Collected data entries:
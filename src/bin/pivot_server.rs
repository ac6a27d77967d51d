//! Pivot API Server binary
//!
//! Upload form and report download over HTTP.

use clap::Parser;
use royalbit_pivot::api::{run_api_server, server::ApiConfig};
use royalbit_pivot::core::PivotOptions;
use royalbit_pivot::report::ReportOptions;

#[derive(Parser, Debug)]
#[command(name = "pivot-server")]
#[command(version)]
#[command(author = "RoyalBit Inc. <admin@royalbit.ca>")]
#[command(about = "Pivot Server - booking aging report upload form")]
#[command(long_about = r#"
Pivot Server - booking aging report upload form

Endpoints:
  - GET  /                 - Upload form (date, Excel file)
  - POST /api/v1/report    - Multipart upload, returns the .xlsx report
  - POST /api/v1/preview   - Multipart upload, returns the pivot as JSON
  - GET  /health           - Health check
  - GET  /version          - Server version info

Only one report runs at a time; concurrent submissions get 409 Conflict.

Example usage:
  pivot-server                           # Start on localhost:8080
  pivot-server --host 0.0.0.0 --port 3000

  curl -F date=2024-01-15 -F file=@bookings.xlsx \
    -o report.xlsx http://localhost:8080/api/v1/report
"#)]
struct Args {
    /// Host address to bind to (use 0.0.0.0 for all interfaces)
    #[arg(short = 'H', long, default_value = "127.0.0.1", env = "PIVOT_HOST")]
    host: String,

    /// Port to listen on
    #[arg(short, long, default_value = "8080", env = "PIVOT_PORT")]
    port: u16,

    /// Largest accepted upload in megabytes
    #[arg(long, default_value = "20", env = "PIVOT_MAX_UPLOAD_MB")]
    max_upload_mb: usize,

    /// Worksheet name for the report
    #[arg(long, default_value = "Report", env = "PIVOT_SHEET_NAME")]
    sheet: String,

    /// Prefix of the timestamped download name
    #[arg(long, default_value = "Report", env = "PIVOT_FILE_PREFIX")]
    prefix: String,

    /// Always emit every bucket column
    #[arg(long)]
    all_buckets: bool,
}

#[tokio::main]
async fn main() -> anyhow::Result<()> {
    let args = Args::parse();

    let config = ApiConfig {
        host: args.host,
        port: args.port,
        max_upload_bytes: args.max_upload_mb * 1024 * 1024,
        report: ReportOptions {
            sheet_name: args.sheet,
            file_prefix: args.prefix,
            pivot: PivotOptions {
                include_empty_buckets: args.all_buckets,
            },
        },
    };

    run_api_server(config).await
}
//! API request handlers
//!
//! The form page, health/version endpoints, and the report endpoints that
//! take a multipart upload (`date`, `file`, optional `all_buckets`).

use std::sync::Arc;

use axum::{
    body::Body,
    extract::{multipart::MultipartError, Multipart, State},
    http::{header, HeaderValue, StatusCode},
    response::{Html, IntoResponse, Response},
    Json,
};
use serde::Serialize;
use uuid::Uuid;

use super::server::AppState;
use crate::core::PivotOptions;
use crate::error::{ErrorKind, PivotError, PivotResult};
use crate::report::{Analysis, ReportOptions, ReportOutcome, ReportPipeline, ReportRequest, ReportSource};
use crate::session::Notification;
use crate::types::IngestSummary;

/// MIME type of .xlsx downloads
pub const XLSX_CONTENT_TYPE: &str =
    "application/vnd.openxmlformats-officedocument.spreadsheetml.sheet";

const FORM_HTML: &str = include_str!("form.html");

/// Standard API response wrapper
#[derive(Serialize)]
pub struct ApiResponse<T: Serialize> {
    pub success: bool,
    pub request_id: String,
    #[serde(skip_serializing_if = "Option::is_none")]
    pub data: Option<T>,
    #[serde(skip_serializing_if = "Option::is_none")]
    pub error: Option<String>,
}

impl<T: Serialize> ApiResponse<T> {
    pub fn ok(data: T) -> Self {
        Self {
            success: true,
            request_id: Uuid::new_v4().to_string(),
            data: Some(data),
            error: None,
        }
    }

    pub fn err(message: impl Into<String>, data: Option<T>) -> Self {
        Self {
            success: false,
            request_id: Uuid::new_v4().to_string(),
            data,
            error: Some(message.into()),
        }
    }
}

/// GET / - Upload form
pub async fn form() -> Html<&'static str> {
    Html(FORM_HTML)
}

/// Health check response
#[derive(Serialize)]
pub struct HealthResponse {
    pub status: String,
    pub busy: bool,
}

/// GET /health - Health check
pub async fn health(State(state): State<Arc<AppState>>) -> impl IntoResponse {
    Json(ApiResponse::ok(HealthResponse {
        status: "healthy".to_string(),
        busy: state.session.is_busy(),
    }))
}

/// Version response
#[derive(Serialize)]
pub struct VersionResponse {
    pub version: String,
    pub features: Vec<String>,
}

/// GET /version - Server version
pub async fn version(State(state): State<Arc<AppState>>) -> impl IntoResponse {
    Json(ApiResponse::ok(VersionResponse {
        version: state.version.clone(),
        features: vec!["report".to_string(), "preview".to_string()],
    }))
}

/// Fields of the upload form
#[derive(Debug, Default)]
pub struct ReportForm {
    pub date: Option<String>,
    pub file: Option<(String, Vec<u8>)>,
    pub all_buckets: bool,
}

impl ReportForm {
    fn into_request(self) -> ReportRequest {
        let source = self
            .file
            .filter(|(_, bytes)| !bytes.is_empty())
            .map(|(file_name, bytes)| ReportSource::Upload { file_name, bytes });
        ReportRequest::new(self.date, source)
    }
}

/// Upload failures: the body limit is its own error, anything else is unreadable
fn upload_error(error: MultipartError) -> PivotError {
    if error.status() == StatusCode::PAYLOAD_TOO_LARGE {
        PivotError::TooLarge(error.body_text())
    } else {
        PivotError::Read(format!("Upload failed: {}", error))
    }
}

/// Collect the form fields from a multipart body
pub async fn read_report_form(mut multipart: Multipart) -> PivotResult<ReportForm> {
    let mut form = ReportForm::default();

    while let Some(field) = multipart
        .next_field()
        .await
        .map_err(upload_error)?
    {
        let name = field.name().unwrap_or("").to_string();
        match name.as_str() {
            "date" => {
                let text = field
                    .text()
                    .await
                    .map_err(upload_error)?;
                form.date = Some(text);
            }
            "file" => {
                let file_name = field.file_name().unwrap_or("").to_string();
                let bytes = field
                    .bytes()
                    .await
                    .map_err(upload_error)?;
                form.file = Some((file_name, bytes.to_vec()));
            }
            "all_buckets" => {
                let text = field
                    .text()
                    .await
                    .map_err(upload_error)?;
                form.all_buckets = matches!(text.trim(), "on" | "true" | "1");
            }
            _ => {}
        }
    }

    Ok(form)
}

/// HTTP status for a pipeline failure
pub fn status_for(error: &PivotError) -> StatusCode {
    match error.kind() {
        ErrorKind::Input => StatusCode::BAD_REQUEST,
        ErrorKind::Unreadable | ErrorKind::NoData => StatusCode::UNPROCESSABLE_ENTITY,
        ErrorKind::TooLarge => StatusCode::PAYLOAD_TOO_LARGE,
        ErrorKind::Busy => StatusCode::CONFLICT,
        ErrorKind::Internal => StatusCode::INTERNAL_SERVER_ERROR,
    }
}

fn error_response(error: &PivotError) -> Response {
    match error.kind() {
        ErrorKind::Internal => tracing::error!("report failed: {}", error),
        _ => tracing::warn!("report rejected: {}", error),
    }
    let body = ApiResponse::err(error.to_string(), Some(Notification::failure(error)));
    (status_for(error), Json(body)).into_response()
}

/// Pipeline for one request, honoring the form's bucket option
fn pipeline_for(state: &AppState, all_buckets: bool) -> ReportPipeline {
    let defaults = state.pipeline.options();
    ReportPipeline::new(ReportOptions {
        pivot: PivotOptions {
            include_empty_buckets: all_buckets || defaults.pivot.include_empty_buckets,
        },
        ..defaults.clone()
    })
}

fn download_response(outcome: ReportOutcome) -> PivotResult<Response> {
    let summary = &outcome.analysis.summary;
    let disposition = format!("attachment; filename=\"{}\"", outcome.file_name);
    let header_err = |e: axum::http::Error| PivotError::Unexpected(e.to_string());

    Response::builder()
        .status(StatusCode::OK)
        .header(header::CONTENT_TYPE, HeaderValue::from_static(XLSX_CONTENT_TYPE))
        .header(header::CONTENT_DISPOSITION, disposition)
        .header("x-pivot-counted", summary.counted.to_string())
        .header("x-pivot-excluded", summary.excluded_future.to_string())
        .header("x-pivot-skipped", summary.skipped().to_string())
        .header("x-pivot-destinations", outcome.analysis.pivot.rows.len().to_string())
        .body(Body::from(outcome.workbook))
        .map_err(header_err)
}

/// POST /api/v1/report - Upload bookings, download the report workbook
pub async fn report(State(state): State<Arc<AppState>>, multipart: Multipart) -> Response {
    let _guard = match state.session.begin() {
        Ok(guard) => guard,
        Err(e) => return error_response(&e),
    };

    let result = async {
        let form = read_report_form(multipart).await?;
        let pipeline = pipeline_for(&state, form.all_buckets);
        let outcome = pipeline.run(form.into_request()).await?;
        download_response(outcome)
    }
    .await;

    match result {
        Ok(response) => response,
        Err(e) => error_response(&e),
    }
}

/// One pivot row in a preview, counts aligned with the bucket columns
#[derive(Debug, Serialize)]
pub struct PreviewRow {
    pub label: String,
    pub counts: Vec<u64>,
    pub total: u64,
}

/// Preview response
#[derive(Debug, Serialize)]
pub struct PreviewResponse {
    pub reference_date: String,
    pub columns: Vec<String>,
    pub rows: Vec<PreviewRow>,
    pub grand_total: PreviewRow,
    pub summary: IngestSummary,
}

impl From<Analysis> for PreviewResponse {
    fn from(analysis: Analysis) -> Self {
        let pivot = &analysis.pivot;
        let to_row = |row: &crate::types::PivotRow| PreviewRow {
            label: row.label.clone(),
            counts: pivot.buckets.iter().map(|b| row.count(*b)).collect(),
            total: row.total,
        };

        Self {
            reference_date: analysis.reference_date.to_string(),
            columns: pivot.columns(),
            rows: pivot.rows.iter().map(to_row).collect(),
            grand_total: to_row(&pivot.grand_total),
            summary: analysis.summary.clone(),
        }
    }
}

/// POST /api/v1/preview - Upload bookings, get the pivot as JSON
pub async fn preview(State(state): State<Arc<AppState>>, multipart: Multipart) -> Response {
    let _guard = match state.session.begin() {
        Ok(guard) => guard,
        Err(e) => return error_response(&e),
    };

    let result = async {
        let form = read_report_form(multipart).await?;
        let pipeline = pipeline_for(&state, form.all_buckets);
        pipeline.analyze(form.into_request()).await
    }
    .await;

    match result {
        Ok(analysis) => Json(ApiResponse::ok(PreviewResponse::from(analysis))).into_response(),
        Err(e) => error_response(&e),
    }
}
use std::path::PathBuf;

use thiserror::Error;

pub type Result<T, E = FashionError> = std::result::Result<T, E>;

#[derive(Debug, Error)]
pub enum FashionError {
    #[error("image size {actual:?} is smaller than crop size {crop:?}")]
    CropTooLarge {
        actual: (u32, u32),
        crop: (u32, u32),
    },

    #[error("unknown task `{0}`, expected one of: {1}")]
    UnknownTask(String, String),

    #[error("unknown model `{0}`, expected one of: resnet18, resnet34, resnet50, resnet101, resnet152")]
    UnknownModel(String),

    #[error("invalid learning rate step `{0}`")]
    InvalidLrStep(String),

    #[error("malformed manifest line {line}: `{content}`")]
    Manifest { line: usize, content: String },

    #[error("no labelled images found in {0}")]
    EmptyDataset(PathBuf),

    #[error("{dir} has {found} class directories, task `{task}` expects {expected}")]
    ClassCount {
        dir: PathBuf,
        task: String,
        found: usize,
        expected: usize,
    },

    #[error("failed to load weights from {path}: {reason}")]
    Weights { path: PathBuf, reason: String },

    #[error("tensor data conversion failed: {0}")]
    TensorData(String),

    #[error("could not decode {path}: {source}")]
    Image {
        path: PathBuf,
        #[source]
        source: image::ImageError,
    },

    #[error("failed to start image loading workers: {0}")]
    Workers(#[from] rayon::ThreadPoolBuildError),

    #[error(transparent)]
    Io(#[from] std::io::Error),
}
//! Image transforms for training, validation and test-time augmentation.
//!
//! Everything here works on `Rgb32FImage` with channel values in [0, 1].
//! Mean/std normalisation is left to the batcher, which does it on tensors.

use image::imageops::{self, FilterType};
use image::{DynamicImage, Rgb, Rgb32FImage};
use rand::seq::SliceRandom;
use rand::Rng;

use crate::error::{FashionError, Result};

pub const RESIZE_SHORT: u32 = 256;
pub const CROP_SIZE: u32 = 224;

// ImageNet PCA lighting eigen decomposition.
const EIGVAL: [f32; 3] = [55.46, 4.794, 1.148];
const EIGVEC: [[f32; 3]; 3] = [
    [-0.5675, 0.7192, 0.4009],
    [-0.5808, -0.0045, -0.8140],
    [-0.5836, -0.6948, 0.4203],
];

// ITU-R 601 luma weights.
const GRAY_COEF: [f32; 3] = [0.299, 0.587, 0.114];

/// Strengths of the random colour perturbations applied during training.
#[derive(Clone, Debug)]
pub struct ColorJitter {
    pub brightness: f32,
    pub contrast: f32,
    pub saturation: f32,
    pub hue: f32,
    pub pca_noise: f32,
    pub rand_gray: f64,
}

impl Default for ColorJitter {
    fn default() -> Self {
        Self {
            brightness: 0.5,
            contrast: 0.5,
            saturation: 0.5,
            hue: 0.5,
            pca_noise: 0.5,
            rand_gray: 0.1,
        }
    }
}

/// Decoded image scaled to floating point [0, 1].
pub fn to_float(img: DynamicImage) -> Rgb32FImage {
    img.into_rgb32f()
}

/// Resize so that the shorter side equals `size`, keeping the aspect ratio.
pub fn resize_short(img: &Rgb32FImage, size: u32) -> Rgb32FImage {
    let (w, h) = img.dimensions();
    let (new_w, new_h) = if h > w {
        (size, (size as u64 * h as u64 / w as u64) as u32)
    } else {
        ((size as u64 * w as u64 / h as u64) as u32, size)
    };
    imageops::resize(img, new_w, new_h, FilterType::Triangle)
}

/// Copy the `(w, h)` window whose top-left corner is `(x, y)`.
pub fn crop(img: &Rgb32FImage, x: u32, y: u32, size: (u32, u32)) -> Result<Rgb32FImage> {
    let (iw, ih) = img.dimensions();
    let (w, h) = size;
    if x + w > iw || y + h > ih {
        return Err(FashionError::CropTooLarge {
            actual: (iw, ih),
            crop: size,
        });
    }
    Ok(imageops::crop_imm(img, x, y, w, h).to_image())
}

pub fn center_crop(img: &Rgb32FImage, size: (u32, u32)) -> Result<Rgb32FImage> {
    let (iw, ih) = img.dimensions();
    let (w, h) = size;
    if iw < w || ih < h {
        return Err(FashionError::CropTooLarge {
            actual: (iw, ih),
            crop: size,
        });
    }
    crop(img, (iw - w) / 2, (ih - h) / 2, size)
}

pub fn random_crop<R: Rng>(img: &Rgb32FImage, size: (u32, u32), rng: &mut R) -> Result<Rgb32FImage> {
    let (iw, ih) = img.dimensions();
    let (w, h) = size;
    if iw < w || ih < h {
        return Err(FashionError::CropTooLarge {
            actual: (iw, ih),
            crop: size,
        });
    }
    let x = rng.gen_range(0..=iw - w);
    let y = rng.gen_range(0..=ih - h);
    crop(img, x, y, size)
}

/// Ten deterministic crops: center, top-left, bottom-left, top-right and
/// bottom-right of the image, followed by the same five of its mirror.
pub fn ten_crop(img: &Rgb32FImage, size: (u32, u32)) -> Result<Vec<Rgb32FImage>> {
    let (iw, ih) = img.dimensions();
    let (w, h) = size;
    if iw < w || ih < h {
        return Err(FashionError::CropTooLarge {
            actual: (iw, ih),
            crop: size,
        });
    }

    let corners = [
        ((iw - w) / 2, (ih - h) / 2),
        (0, 0),
        (0, ih - h),
        (iw - w, 0),
        (iw - w, ih - h),
    ];
    let flipped = imageops::flip_horizontal(img);

    let mut crops = Vec::with_capacity(10);
    for source in [img, &flipped] {
        for &(x, y) in &corners {
            crops.push(crop(source, x, y, size)?);
        }
    }
    Ok(crops)
}

fn luma(p: &Rgb<f32>) -> f32 {
    p.0[0] * GRAY_COEF[0] + p.0[1] * GRAY_COEF[1] + p.0[2] * GRAY_COEF[2]
}

fn brightness(img: &mut Rgb32FImage, alpha: f32) {
    for p in img.pixels_mut() {
        for c in p.0.iter_mut() {
            *c *= alpha;
        }
    }
}

fn contrast(img: &mut Rgb32FImage, alpha: f32) {
    let n = (img.width() * img.height()).max(1) as f32;
    let mean = img.pixels().map(luma).sum::<f32>() / n;
    let offset = (1.0 - alpha) * mean;
    for p in img.pixels_mut() {
        for c in p.0.iter_mut() {
            *c = *c * alpha + offset;
        }
    }
}

fn saturation(img: &mut Rgb32FImage, alpha: f32) {
    for p in img.pixels_mut() {
        let gray = luma(p) * (1.0 - alpha);
        for c in p.0.iter_mut() {
            *c = *c * alpha + gray;
        }
    }
}

/// Rotate hue by `alpha * pi` radians in YIQ space.
fn hue(img: &mut Rgb32FImage, alpha: f32) {
    const TYIQ: [[f32; 3]; 3] = [
        [0.299, 0.587, 0.114],
        [0.596, -0.274, -0.321],
        [0.211, -0.523, 0.311],
    ];
    const ITYIQ: [[f32; 3]; 3] = [
        [1.0, 0.956, 0.621],
        [1.0, -0.272, -0.647],
        [1.0, -1.107, 1.705],
    ];
    let (u, w) = ((alpha * std::f32::consts::PI).cos(), (alpha * std::f32::consts::PI).sin());
    let bt = [[1.0, 0.0, 0.0], [0.0, u, -w], [0.0, w, u]];

    let mut t = [[0.0f32; 3]; 3];
    for i in 0..3 {
        for j in 0..3 {
            let mut tmp = [0.0f32; 3];
            for k in 0..3 {
                tmp[k] = (0..3).map(|l| bt[k][l] * TYIQ[l][j]).sum();
            }
            t[i][j] = (0..3).map(|k| ITYIQ[i][k] * tmp[k]).sum();
        }
    }

    for p in img.pixels_mut() {
        let [r, g, b] = p.0;
        p.0 = [
            t[0][0] * r + t[0][1] * g + t[0][2] * b,
            t[1][0] * r + t[1][1] * g + t[1][2] * b,
            t[2][0] * r + t[2][1] * g + t[2][2] * b,
        ];
    }
}

fn lighting(img: &mut Rgb32FImage, alpha: [f32; 3]) {
    let mut rgb = [0.0f32; 3];
    for (c, value) in rgb.iter_mut().enumerate() {
        *value = (0..3).map(|k| EIGVEC[c][k] * alpha[k] * EIGVAL[k]).sum::<f32>() / 255.0;
    }
    for p in img.pixels_mut() {
        for c in 0..3 {
            p.0[c] += rgb[c];
        }
    }
}

// Box-Muller.
fn standard_normal<R: Rng>(rng: &mut R) -> f32 {
    let u1: f32 = rng.gen_range(f32::EPSILON..1.0);
    let u2: f32 = rng.gen();
    (-2.0 * u1.ln()).sqrt() * (2.0 * std::f32::consts::PI * u2).cos()
}

fn grayscale(img: &mut Rgb32FImage) {
    for p in img.pixels_mut() {
        let gray = luma(p);
        p.0 = [gray; 3];
    }
}

impl ColorJitter {
    /// Apply the enabled perturbations with freshly drawn strengths.
    ///
    /// Brightness, contrast and saturation run in random order, then hue,
    /// PCA lighting noise and random grayscale.
    pub fn apply<R: Rng>(&self, img: &mut Rgb32FImage, rng: &mut R) {
        let mut order = [0usize, 1, 2];
        order.shuffle(rng);
        for step in order {
            match step {
                0 if self.brightness > 0.0 => {
                    let alpha = 1.0 + rng.gen_range(-self.brightness..=self.brightness);
                    brightness(img, alpha);
                }
                1 if self.contrast > 0.0 => {
                    let alpha = 1.0 + rng.gen_range(-self.contrast..=self.contrast);
                    contrast(img, alpha);
                }
                2 if self.saturation > 0.0 => {
                    let alpha = 1.0 + rng.gen_range(-self.saturation..=self.saturation);
                    saturation(img, alpha);
                }
                _ => {}
            }
        }

        if self.hue > 0.0 {
            hue(img, rng.gen_range(-self.hue..=self.hue));
        }

        if self.pca_noise > 0.0 {
            let alpha = [
                standard_normal(rng) * self.pca_noise,
                standard_normal(rng) * self.pca_noise,
                standard_normal(rng) * self.pca_noise,
            ];
            lighting(img, alpha);
        }

        if self.rand_gray > 0.0 && rng.gen_bool(self.rand_gray) {
            grayscale(img);
        }
    }
}

/// Training transform: resize, random crop, random mirror, colour jitter.
pub fn train_transform<R: Rng>(
    img: DynamicImage,
    jitter: &ColorJitter,
    rng: &mut R,
) -> Result<Rgb32FImage> {
    let img = resize_short(&to_float(img), RESIZE_SHORT);
    let mut img = random_crop(&img, (CROP_SIZE, CROP_SIZE), rng)?;
    if rng.gen_bool(0.5) {
        imageops::flip_horizontal_in_place(&mut img);
    }
    jitter.apply(&mut img, rng);
    Ok(img)
}

pub fn val_transform(img: DynamicImage) -> Result<Rgb32FImage> {
    let img = resize_short(&to_float(img), RESIZE_SHORT);
    center_crop(&img, (CROP_SIZE, CROP_SIZE))
}

pub fn predict_transform(img: DynamicImage) -> Result<Vec<Rgb32FImage>> {
    let img = resize_short(&to_float(img), RESIZE_SHORT);
    ten_crop(&img, (CROP_SIZE, CROP_SIZE))
}

/// Flatten an image to CHW order.
pub fn to_chw(img: &Rgb32FImage) -> Vec<f32> {
    let (w, h) = img.dimensions();
    let plane = (w * h) as usize;
    let mut data = vec![0.0f32; 3 * plane];
    for (i, p) in img.pixels().enumerate() {
        data[i] = p.0[0];
        data[plane + i] = p.0[1];
        data[2 * plane + i] = p.0[2];
    }
    data
}

#[cfg(test)]
mod tests {
    use super::*;
    use rand::rngs::StdRng;
    use rand::SeedableRng;

    fn gradient(w: u32, h: u32) -> Rgb32FImage {
        Rgb32FImage::from_fn(w, h, |x, y| {
            Rgb([x as f32 / w as f32, y as f32 / h as f32, 0.5])
        })
    }

    #[test]
    fn ten_crop_returns_ten_mirrored_crops() {
        let img = gradient(9, 7);
        let crops = ten_crop(&img, (4, 3)).unwrap();

        assert_eq!(crops.len(), 10);
        for c in &crops {
            assert_eq!(c.dimensions(), (4, 3));
        }

        // Top-left of the mirror equals the mirrored top-right of the source.
        let top_right_flipped = imageops::flip_horizontal(&crops[3]);
        assert_eq!(crops[6], top_right_flipped);
        let bottom_right_flipped = imageops::flip_horizontal(&crops[4]);
        assert_eq!(crops[7], bottom_right_flipped);
        let top_left_flipped = imageops::flip_horizontal(&crops[1]);
        assert_eq!(crops[8], top_left_flipped);
        let bottom_left_flipped = imageops::flip_horizontal(&crops[2]);
        assert_eq!(crops[9], bottom_left_flipped);
    }

    #[test]
    fn ten_crop_center_matches_mirror_on_even_margin() {
        let img = gradient(8, 8);
        let crops = ten_crop(&img, (4, 4)).unwrap();
        assert_eq!(crops[5], imageops::flip_horizontal(&crops[0]));
    }

    #[test]
    fn ten_crop_corners_pick_expected_pixels() {
        let img = gradient(10, 10);
        let crops = ten_crop(&img, (4, 4)).unwrap();
        assert_eq!(crops[1].get_pixel(0, 0), img.get_pixel(0, 0));
        assert_eq!(crops[2].get_pixel(0, 0), img.get_pixel(0, 6));
        assert_eq!(crops[3].get_pixel(0, 0), img.get_pixel(6, 0));
        assert_eq!(crops[4].get_pixel(3, 3), img.get_pixel(9, 9));
        assert_eq!(crops[0].get_pixel(0, 0), img.get_pixel(3, 3));
    }

    #[test]
    fn ten_crop_rejects_small_image() {
        let img = gradient(5, 5);
        let err = ten_crop(&img, (6, 4)).unwrap_err();
        assert!(matches!(err, FashionError::CropTooLarge { .. }));
        assert!(center_crop(&img, (4, 6)).is_err());
    }

    #[test]
    fn resize_short_keeps_aspect() {
        let img = gradient(100, 50);
        let out = resize_short(&img, 20);
        assert_eq!(out.dimensions(), (40, 20));

        let img = gradient(30, 60);
        let out = resize_short(&img, 15);
        assert_eq!(out.dimensions(), (15, 30));
    }

    #[test]
    fn train_transform_yields_crop_size() {
        let mut rng = StdRng::seed_from_u64(7);
        let img = DynamicImage::ImageRgb32F(gradient(300, 280));
        let out = train_transform(img, &ColorJitter::default(), &mut rng).unwrap();
        assert_eq!(out.dimensions(), (CROP_SIZE, CROP_SIZE));
    }

    #[test]
    fn grayscale_equalises_channels() {
        let mut img = gradient(4, 4);
        grayscale(&mut img);
        for p in img.pixels() {
            assert_eq!(p.0[0], p.0[1]);
            assert_eq!(p.0[1], p.0[2]);
        }
    }

    #[test]
    fn zero_hue_rotation_is_near_identity() {
        let src = gradient(4, 4);
        let mut img = src.clone();
        hue(&mut img, 0.0);
        for (a, b) in src.pixels().zip(img.pixels()) {
            for c in 0..3 {
                assert!((a.0[c] - b.0[c]).abs() < 1e-2);
            }
        }
    }

    #[test]
    fn chw_layout_splits_planes() {
        let img = Rgb32FImage::from_fn(2, 1, |x, _| Rgb([x as f32, 10.0 + x as f32, 20.0 + x as f32]));
        assert_eq!(to_chw(&img), vec![0.0, 1.0, 10.0, 11.0, 20.0, 21.0]);
    }
}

EXERCISE REQUIREMENTS => Quote the data above from the line containing "pub async fn form()" to the line containing "#[derive(Debug, Default)]", inclusive, and stop.

RESPONSE TO THIS EXERCISE =>
pub async fn form() -> Html<&'static str> {
    Html(FORM_HTML)
}

/// Health check response
#[derive(Serialize)]
pub struct HealthResponse {
    pub status: String,
    pub busy: bool,
}

/// GET /health - Health check
pub async fn health(State(state): State<Arc<AppState>>) -> impl IntoResponse {
    Json(ApiResponse::ok(HealthResponse {
        status: "healthy".to_string(),
        busy: state.session.is_busy(),
    }))
}

/// Version response
#[derive(Serialize)]
pub struct VersionResponse {
    pub version: String,
    pub features: Vec<String>,
}

/// GET /version - Server version
pub async fn version(State(state): State<Arc<AppState>>) -> impl IntoResponse {
    Json(ApiResponse::ok(VersionResponse {
        version: state.version.clone(),
        features: vec!["report".to_string(), "preview".to_string()],
    }))
}

/// Fields of the upload form
#[derive(Debug, Default)]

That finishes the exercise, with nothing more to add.